PROBLEM STATEMENT: Note how many lines in the following material mention "Deserialize", then give that number by itself.

MATERIAL FOR THIS TASK:
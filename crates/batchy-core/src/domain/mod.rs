//! Domain model (ids, batch record, state machine, failures, callbacks).

pub mod batch;
pub mod callbacks;
pub mod errors;
pub mod failure;
pub mod ids;
pub mod state;

pub use batch::{Batch, BatchOptions};
pub use callbacks::{Callback, CallbackError, CallbackKind, CallbackQueues};
pub use errors::{BatchyError, StoreError};
pub use failure::{BatchFailure, FailureKind};
pub use ids::BatchId;
pub use state::{BatchState, Effect, Event, Transition, transition};
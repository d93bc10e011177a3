//! Batch state machine.
//!
//! The transition function is pure: it only says where a batch goes next and
//! which effects have to be executed. Stamping, persistence and callback
//! dispatch are carried out by `app::lifecycle`.
//!
//! State transitions:
//! - New -> Running            (start, no conflicting duplicate)
//! - New -> Ignored            (start, a forbidden duplicate is running)
//! - Running -> Success        (finish, no error recorded)
//! - Running -> Errored        (finish, error recorded)
//! - Running -> Stopped        (finish, error of kind `stopped` recorded)

use std::fmt;

use serde::{Deserialize, Serialize};

use super::callbacks::CallbackKind;
use super::failure::FailureKind;

#[derive(Debug, Clone, Copy, PartialEq, Eq, Hash, Serialize, Deserialize)]
#[serde(rename_all = "snake_case")]
pub enum BatchState {
    /// Created, not started yet.
    New,

    /// Body is executing.
    Running,

    /// Body returned without error.
    Success,

    /// Body failed (or the owning process died).
    Errored,

    /// Body halted on purpose (e.g. upstream data not ready).
    Stopped,

    /// Start was rejected because a duplicate was running. The body never ran.
    Ignored,
}

impl BatchState {
    /// Is this a terminal state (no further transitions)?
    pub fn is_terminal(self) -> bool {
        matches!(
            self,
            BatchState::Success | BatchState::Errored | BatchState::Stopped | BatchState::Ignored
        )
    }

    pub fn as_str(self) -> &'static str {
        match self {
            BatchState::New => "new",
            BatchState::Running => "running",
            BatchState::Success => "success",
            BatchState::Errored => "errored",
            BatchState::Stopped => "stopped",
            BatchState::Ignored => "ignored",
        }
    }
}

impl fmt::Display for BatchState {
    fn fmt(&self, f: &mut fmt::Formatter<'_>) -> fmt::Result {
        f.write_str(self.as_str())
    }
}

/// Input to the state machine.
#[derive(Debug, Clone, Copy, PartialEq, Eq)]
pub enum Event {
    Start { invalid_duplication: bool },
    Finish { failure: Option<FailureKind> },
}

/// Side effect requested by a transition, executed in order.
#[derive(Debug, Clone, Copy, PartialEq, Eq)]
pub enum Effect {
    /// Record pid, hostname and started_at.
    StampStart,

    /// Record finished_at.
    StampFinish,

    /// Write the record to the store.
    Persist,

    /// Run global then batch-local callbacks of this kind.
    Dispatch(CallbackKind),
}

#[derive(Debug, Clone, PartialEq, Eq)]
pub struct Transition {
    pub from: BatchState,
    pub to: BatchState,
    pub effects: Vec<Effect>,
}

/// Compute the next state for `event`.
///
/// Returns `None` when the event is not accepted in `from`; callers treat that
/// as a no-op (e.g. finishing an ignored or already finished batch).
pub fn transition(from: BatchState, event: Event) -> Option<Transition> {
    let (to, effects) = match (from, event) {
        (BatchState::New, Event::Start { invalid_duplication: true }) => (
            BatchState::Ignored,
            vec![
                Effect::StampStart,
                Effect::StampFinish,
                Effect::Persist,
                Effect::Dispatch(CallbackKind::Ignore),
                Effect::Dispatch(CallbackKind::Ensure),
            ],
        ),
        (BatchState::New, Event::Start { invalid_duplication: false }) => {
            (BatchState::Running, vec![Effect::StampStart, Effect::Persist])
        }
        (BatchState::Running, Event::Finish { failure }) => {
            let (to, callbacks) = match failure {
                None => (BatchState::Success, CallbackKind::Success),
                Some(FailureKind::Stopped) => (BatchState::Stopped, CallbackKind::Failure),
                Some(_) => (BatchState::Errored, CallbackKind::Failure),
            };
            (
                to,
                vec![
                    Effect::StampFinish,
                    Effect::Persist,
                    Effect::Dispatch(callbacks),
                    Effect::Dispatch(CallbackKind::Ensure),
                ],
            )
        }
        _ => return None,
    };

    Some(Transition { from, to, effects })
}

SOLUTION TO THE PROBLEM: 2